The Difference Maker: Hendler Brothers Brew Jack’s Abby Growth ​Through Lagers

Jack Hendler is very passionate about Lager. And for as much as the craft beer industry is dabbling in Lager, the co-founder of Jack’s Abby doesn’t think that there’s enough emphasis on Lager production.

“It’s always sort of a side note,” he said. “A brewery will say, ‘We got five IPAs, and we happen to have this Lager on tap too.’ I’d like to see that change.”

Although when he and brothers Eric and Sam decided to join together to switch from the family business of ice delivery to creating a craft brewery in 2011, Lagers were going to be a focus, the Hendlers weren’t dismissing Ales at the start. It just happened that way and now Jack’s Abby in Framingham, Massachusetts is one of the largest craft Lager breweries in the country.

Jack, who is a trained professional brewer, convinced his siblings to move from New York to the Boston area and open up this brewery more than a decade ago. Now, after a 10th-year celebration in 2022, the brewery touts a spacious production facility and brewpub along with a sister brand (Springdale) that focuses on other types of beers while being courted by the NBA to become a partner with the legendary Boston Celtics.

All this, as a brewery that makes Lagers. Now mind you, Lagers at Jack’s Abby aren’t only German Marzens and Czech Pils. The brewery boasts a large variety of styles from across the world.

“I think that we’re well positioned,” said Jack, the brewery’s Brewmaster. “If we can really harness consumer appreciation for Lagerbier, we’re well positioned here.

“There’s always gonna be 10,000 breweries, right? So it’s either we compete against 10,000 IPA breweries, or we can compete against other Lager brewers. I think we’re well-positioned to do that. We’re known for brewing Lagers. That’s what we do. I think that we’re making some of the best Lagerbier. So I’m not worried about other brewers brewing and making better Lagerbier than us if anything. I think that sort of will stoke our creativity and stoke our passion for brewing better beer if anything.”
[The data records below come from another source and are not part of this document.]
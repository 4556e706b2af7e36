//! Tweenline animates the elements of a vector scene along seekable, reversible timelines.
//!
//! - Describe an animation as an [`AnimationSpec`]: a selector plus per-property steps
//! - Add it to a [`Timeline`] over any [`Scene`] implementation
//! - Drive time from the host through a [`Ticker`], or scrub with `seek`/`time`
//!
//! Path properties morph between arbitrary outlines: `d` reshapes both outlines onto a shared
//! point set, `morphTo` resamples and aligns them.
#![forbid(unsafe_code)]
#![deny(missing_docs)]
// Geometry helpers are shared between compile and render; not every variant is exercised by
// both sides.
#![allow(dead_code)]

mod foundation;

pub(crate) mod animation;
pub(crate) mod compile;
pub(crate) mod paint;
pub(crate) mod path;
pub(crate) mod scene;
pub(crate) mod timeline;

pub use crate::foundation::core::{Affine, Anchor, BezPath, Direction, Point, Rect, Vec2};
pub use crate::foundation::error::{TweenlineError, TweenlineResult};

pub use crate::animation::ease::{EaseCurve, EaseSpec};
pub use crate::compile::compiler::{PropertyError, StateProvider};
pub use crate::compile::property::PropertyKind;
pub use crate::compile::spec::{
    AnimationSpec, DelaySpec, StaggerBound, StepParams, StepSpec, StepValue,
};
pub use crate::compile::tween::{EffectTarget, TweenRecord};
pub use crate::paint::apply::{GradientPaint, Paint, PaintChannel, PaintStop};
pub use crate::paint::color::ColorDef;
pub use crate::paint::gradient::{GradientData, GradientKind};
pub use crate::path::morph::{MorphOptions, PathMorph, build_morph};
pub use crate::path::outline::PathOutline;
pub use crate::path::reshape::{Reshaped, reshape, reshape_str};
pub use crate::scene::element::{ElementId, ElementKind, Scene, Snapshot};
pub use crate::scene::memory::{MemoryScene, SceneNode};
pub use crate::timeline::clock::{ManualTicker, Ticker, TimelineClock};
pub use crate::timeline::config::{TimelineConfig, TimelineHooks};
pub use crate::timeline::scheduler::{Phase, Timeline};
use crate::foundation::core::Affine;

/// Decomposed 2D affine transform.
///
/// Canonical composition order: `T(translate) * R(rotate) * Shear(shear) * S(scale)`.
/// `decompose` followed by `compose` reproduces the source matrix up to float error.
#[derive(Clone, Copy, Debug, PartialEq, serde::Serialize, serde::Deserialize)]
pub struct TransformParts {
    /// Horizontal translation.
    pub translate_x: f64,
    /// Vertical translation.
    pub translate_y: f64,
    /// Horizontal scale (negative when the matrix mirrors).
    pub scale_x: f64,
    /// Vertical scale.
    pub scale_y: f64,
    /// Shear factor applied between rotation and scale.
    pub shear: f64,
    /// Rotation in degrees.
    pub rotate: f64,
}

impl Default for TransformParts {
    fn default() -> Self {
        Self {
            translate_x: 0.0,
            translate_y: 0.0,
            scale_x: 1.0,
            scale_y: 1.0,
            shear: 0.0,
            rotate: 0.0,
        }
    }
}

impl TransformParts {
    /// Split `m` into translation, rotation, shear and scale.
    pub fn decompose(m: Affine) -> Self {
        let [a, b, c, d, e, f] = m.as_coeffs();
        let det = a * d - b * c;
        let ccw = if det < 0.0 { -1.0 } else { 1.0 };

        let scale_x = ccw * a.hypot(b);
        let theta = (ccw * b).atan2(ccw * a);
        let shear = if det != 0.0 { (a * c + b * d) / det } else { 0.0 };
        let scale_y = if scale_x != 0.0 {
            det / scale_x
        } else {
            c.hypot(d)
        };

        Self {
            translate_x: e,
            translate_y: f,
            scale_x,
            scale_y,
            shear,
            rotate: theta.to_degrees(),
        }
    }

    /// Rebuild the affine matrix.
    pub fn compose(&self) -> Affine {
        Affine::translate((self.translate_x, self.translate_y))
            * Affine::rotate(self.rotate.to_radians())
            * Affine::new([1.0, 0.0, self.shear, 1.0, 0.0, 0.0])
            * Affine::scale_non_uniform(self.scale_x, self.scale_y)
    }
}

#[cfg(test)]
#[path = "../../tests/unit/foundation/transform.rs"]
mod tests;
Always a critical focus, the brewery did not plan to be a Lager-only place. It just so happened that the first five beers made on the 20-barrel system the Hendlers started with were Lagers. It took a while for those batches to be sold at the start of 2012 as the brewery only had a small tasting room, no sales accounts for draft, and limited options outside of its immediate area.

Yet, it bloomed quickly and by 2015 the brewery found a new home with a large warehouse space and a capacity to brew 125,000 barrels per year. It’s materialized at this point to about 40,000 barrels, but the acceptance by craft beer fans to more Lager styles has helped some.

“I think craft beer aficionados have been easier for us to woo in some ways,” said Sam Hendler, who was officially named the company’s CEO in 2022. “A lot of it is we’ve put out a lot of styles. But Lager, just taking a step back away from craft beer, is the most popular style of beer in the world and it’s not particularly close. There’s a reason it’s popular. They’re really approachable styles and craft beer aficionados still like them.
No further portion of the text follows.